Elevated blood triglycerides

22(23.7)

6(6.5)

28( 30.1)

25(25.3)

4(4.0)

29(29.3)

Elevated blood cholesterol

11(11.8)

1(1.1)

12(12.9)

0(0.0) 

2(2.0)

2(2.0)

Hypertriglyceridemia

2(2.2)

0(0.0)

2(2.2)

< span style="color:black">0(0.0)

0(0.0)

0(0.0)

hyperlipidemia*

6(6.5)

1(1.1)

7(7.5)

5(5.1)

0(0.0)

5(5.1)

Alanine aminotransferase elevation (ALT)

1(1.1)

0(0.0)

< span style="color:black">1(1.1)

2(2.0)

0(0.0)

2( 2.0)

Elevated aspartate aminotransferase (AST)

1(1.1)

1(1.1) 

2(2.2)

0(0.0)

1(1.0)

1(1.0)

Elevated gamma-glutamyl transferase (γ -GT)

0(0.0)

1(1.1)

1(1.1)

1(1.0)

1(1.0)

2(2.0)

Abnormal liver function#< /sup>

3(3.2)

1(1.1)

4(4.3)

2(2.0)

1(1.0)

3(3.0)

Elevated blood bilirubin

2(2.2)

0(0.0)

2(2.2)

1(1.0)

2(2.0)

3(3.0)

Elevated blood uric acid

2(2.2)

0(0.0)

2(2.2)

1(1.0)

0(0.0)

1(1.0)

Hepatic steatosis (ultrasound)

3(3.2)

0(0.0) 

3(3.2)

4(4.0)

0(0.0)

4(4.0)

Sinus bradycardia (ECG)

2(2.2)

0(0.0)

2(2.2)

0(0.0)

0(0.0)

< span style="color:black">0(0.0)

*: Elevated blood triglycerides and cholesterol

#: AST, ALT and γ-GT are elevated in 2 or 3 items at the same time

[Contraindicated

It is contraindicated in those who are hypersensitive to this product.

[Precautions

1. This product should be a clear and transparent solution after dissolution.

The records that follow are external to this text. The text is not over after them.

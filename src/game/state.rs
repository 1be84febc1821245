use serde::{Deserialize, Serialize};

use super::direction::Direction;

/// A position on the game grid
#[derive(Debug, Clone, Copy, PartialEq, Eq, Hash, Serialize, Deserialize)]
pub struct Position {
    pub x: i32,
    pub y: i32,
}

impl Position {
    pub fn new(x: i32, y: i32) -> Self {
        Self { x, y }
    }

    /// Move position by delta
    pub fn moved_by(&self, dx: i32, dy: i32) -> Self {
        Self {
            x: self.x + dx,
            y: self.y + dy,
        }
    }

    /// Move position in a direction
    pub fn moved_in_direction(&self, direction: Direction) -> Self {
        let (dx, dy) = direction.delta();
        self.moved_by(dx, dy)
    }
}

/// The snake in the game
#[derive(Debug, Clone, PartialEq)]
pub struct Snake {
    /// Body segments, with head at index 0. Never empty.
    pub body: Vec<Position>,
    /// Direction applied by the most recent step
    pub direction: Direction,
}

impl Snake {
    /// A one-segment snake
    pub fn new(head: Position, direction: Direction) -> Self {
        Self {
            body: vec![head],
            direction,
        }
    }

    /// Build a snake from explicit segments, head first.
    /// Returns `None` for an empty body.
    pub fn from_segments(body: Vec<Position>, direction: Direction) -> Option<Self> {
        if body.is_empty() {
            return None;
        }
        Some(Self { body, direction })
    }

    /// Get the head position
    pub fn head(&self) -> Position {
        self.body[0]
    }

    /// Check if any segment, head and tail included, sits on `pos`
    pub fn occupies(&self, pos: Position) -> bool {
        self.body.contains(&pos)
    }

    /// Push a new head; the tail is dropped unless `grow` is set
    pub fn advance_to(&mut self, new_head: Position, grow: bool) {
        self.body.insert(0, new_head);

        if !grow {
            self.body.pop();
        }
    }

    /// Get the length of the snake
    pub fn len(&self) -> usize {
        self.body.len()
    }

    /// Always false for a snake built through this type
    pub fn is_empty(&self) -> bool {
        self.body.is_empty()
    }
}

/// Lifecycle of one game
#[derive(Debug, Clone, Copy, PartialEq, Eq, Hash, Serialize, Deserialize)]
pub enum GameStatus {
    NotStarted,
    Running,
    Paused,
    Over,
}

/// Complete game state
#[derive(Debug, Clone, PartialEq)]
pub struct GameState {
    pub snake: Snake,
    pub food: Position,
    /// Direction the next step will use
    pub pending_direction: Direction,
    pub board_size: usize,
    pub score: u32,
    pub steps: u32,
    pub status: GameStatus,
}

impl GameState {
    /// Create a new, not yet started game state
    pub fn new(snake: Snake, food: Position, board_size: usize) -> Self {
        let pending_direction = snake.direction;
        Self {
            snake,
            food,
            pending_direction,
            board_size,
            score: 0,
            steps: 0,
            status: GameStatus::NotStarted,
        }
    }

    /// Check if a position is within the grid bounds
    pub fn is_in_bounds(&self, pos: Position) -> bool {
        let size = self.board_size as i32;
        pos.x >= 0 && pos.x < size && pos.y >= 0 && pos.y < size
    }

    /// Check if a position is occupied by the snake
    pub fn is_occupied_by_snake(&self, pos: Position) -> bool {
        self.snake.occupies(pos)
    }

    pub fn is_running(&self) -> bool {
        self.status == GameStatus::Running
    }
}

2. The dissolved solution of this product should be finished in one drip and not used in several times.

[Pregnant and lactating women].

In reproductive toxicity tests in rats and rabbits, intravenous injections of epiviride at 4 and 2 times the adult dose, respectively, showed no toxicity to parental fertility or embryonic development. There are no data from clinical studies on the use of epovetide in pregnant women, and it is not recommended for use in pregnant women.

It is not known whether epiviride is secreted through human breast milk. HIV-infected mothers should not breastfeed their infants to avoid HIV transmission. Breastfeeding women should not breastfeed while on treatment with this product.

[Pediatric Use

The safety and efficacy of this product in pediatric patients are not known.

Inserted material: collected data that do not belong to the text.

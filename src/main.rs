use anyhow::Result;
use clap::Parser;
use grid_snake::game::{GameConfig, GameEngine};
use grid_snake::logging;
use grid_snake::modes::{HumanMode, TerminalSurface};
use std::path::PathBuf;
use tracing::info;

#[derive(Parser)]
#[command(name = "grid_snake")]
#[command(version, about = "Snake on a 20x20 grid in your terminal")]
struct Cli {
    /// Seed for food placement, for reproducible games
    #[arg(long)]
    seed: Option<u64>,

    /// Write logs to this file
    #[arg(long)]
    log_file: Option<PathBuf>,

    /// Log at debug level
    #[arg(long)]
    verbose: bool,
}

#[tokio::main]
async fn main() -> Result<()> {
    let cli = Cli::parse();
    logging::init(cli.log_file.as_deref(), cli.verbose)?;

    let config = GameConfig::default();
    let engine = match cli.seed {
        Some(seed) => GameEngine::seeded(config, seed),
        None => GameEngine::new(config),
    };
    info!(seed = ?cli.seed, "starting session");

    HumanMode::<TerminalSurface>::run(engine).await
}
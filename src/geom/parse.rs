use crate::error::DigipinError;
use geo_types::{Geometry, GeometryCollection};
use geojson::GeoJson;
use std::str::FromStr;
use wkt::Wkt;

/// Textual geometry encodings, read from input and written to CSV output.
#[derive(Debug, Clone, Copy, PartialEq, Eq)]
pub enum GeometryFormat {
    /// Well-Known Text, e.g. `POINT(77.209 28.6139)`
    Wkt,
    /// GeoJSON geometry, feature or feature collection
    GeoJson,
}

impl GeometryFormat {
    /// GeoJSON starts with `{`; anything else is treated as WKT.
    pub fn detect(s: &str) -> Self {
        if s.trim_start().starts_with('{') {
            GeometryFormat::GeoJson
        } else {
            GeometryFormat::Wkt
        }
    }
}

/// Parses a geometry string, auto-detecting WKT or GeoJSON.
///
/// Coordinates are expected in (longitude, latitude) order.
pub fn parse_geometry(s: &str) -> Result<Geometry<f64>, DigipinError> {
    let trimmed = s.trim();
    match GeometryFormat::detect(trimmed) {
        GeometryFormat::GeoJson => parse_geojson(trimmed),
        GeometryFormat::Wkt => parse_wkt(trimmed),
    }
}

fn geojson_geometry(geom: geojson::Geometry) -> Result<Geometry<f64>, DigipinError> {
    Geometry::try_from(geom).map_err(|e| DigipinError::GeometryParseError(e.to_string()))
}

/// Parses GeoJSON. Feature collections become a `GeometryCollection` of their
/// feature geometries; features without geometry are skipped.
pub fn parse_geojson(s: &str) -> Result<Geometry<f64>, DigipinError> {
    let geojson: GeoJson = s
        .parse()
        .map_err(|e: geojson::Error| DigipinError::GeometryParseError(e.to_string()))?;

    match geojson {
        GeoJson::Geometry(geom) => geojson_geometry(geom),
        GeoJson::Feature(feat) => feat
            .geometry
            .ok_or_else(|| DigipinError::GeometryParseError("Feature has no geometry".to_string()))
            .and_then(geojson_geometry),
        GeoJson::FeatureCollection(fc) => {
            let members = fc
                .features
                .into_iter()
                .filter_map(|feat| feat.geometry)
                .map(geojson_geometry)
                .collect::<Result<Vec<_>, _>>()?;
            Ok(Geometry::GeometryCollection(GeometryCollection::new_from(
                members,
            )))
        }
    }
}

/// Parses a WKT string.
pub fn parse_wkt(s: &str) -> Result<Geometry<f64>, DigipinError> {
    let wkt: Wkt<f64> =
        Wkt::from_str(s).map_err(|e| DigipinError::GeometryParseError(e.to_string()))?;

    wkt.try_into().map_err(|_| {
        DigipinError::GeometryParseError("Failed to convert WKT to geometry".to_string())
    })
}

The safety and efficacy of this product in minors under 16 years of age have not been established.

[Geriatric Use

Clinical studies of this product did not include a sufficient number of subjects aged 65 years and older to confirm whether their effects with this product were different than those of younger subjects.

[Drug Interactions].

In vitro human hepatic microsomal assays showed that epiviride is not a CYP450 enzyme inhibitor and has no significant inhibitory effect on human hepatic microsomal enzyme CYP1A2, 2C8, 2C9, 2C19, 2D6, and 3A4 activities.

In an in vitro combination anti-HIV-1 virus assay, this product was synergistic with zidovudine (AZT) and saquinavir (SQV) and showed additive effects with efavirenz (EFV) and enfuvirtide (T20).

The pharmacokinetic profile of iboviride was not altered by its coadministration with lopinavir/ritonavir (LPV/r), and the in vivo exposure of LPV/r was reduced but no dose adjustment was required.

[Drug overdose].

There is no information on overdose of epojitide in humans. Six HIV-infected patients in clinical trials have received up to a single 640 mg IV dose without drug-related adverse reactions. There is no specific antidote for an epiviride overdose.

[Clinical trials].

Effectiveness of epovetide was evaluated primarily based on a dose-finding study and an ongoing efficacy confirmatory study (TALENT study).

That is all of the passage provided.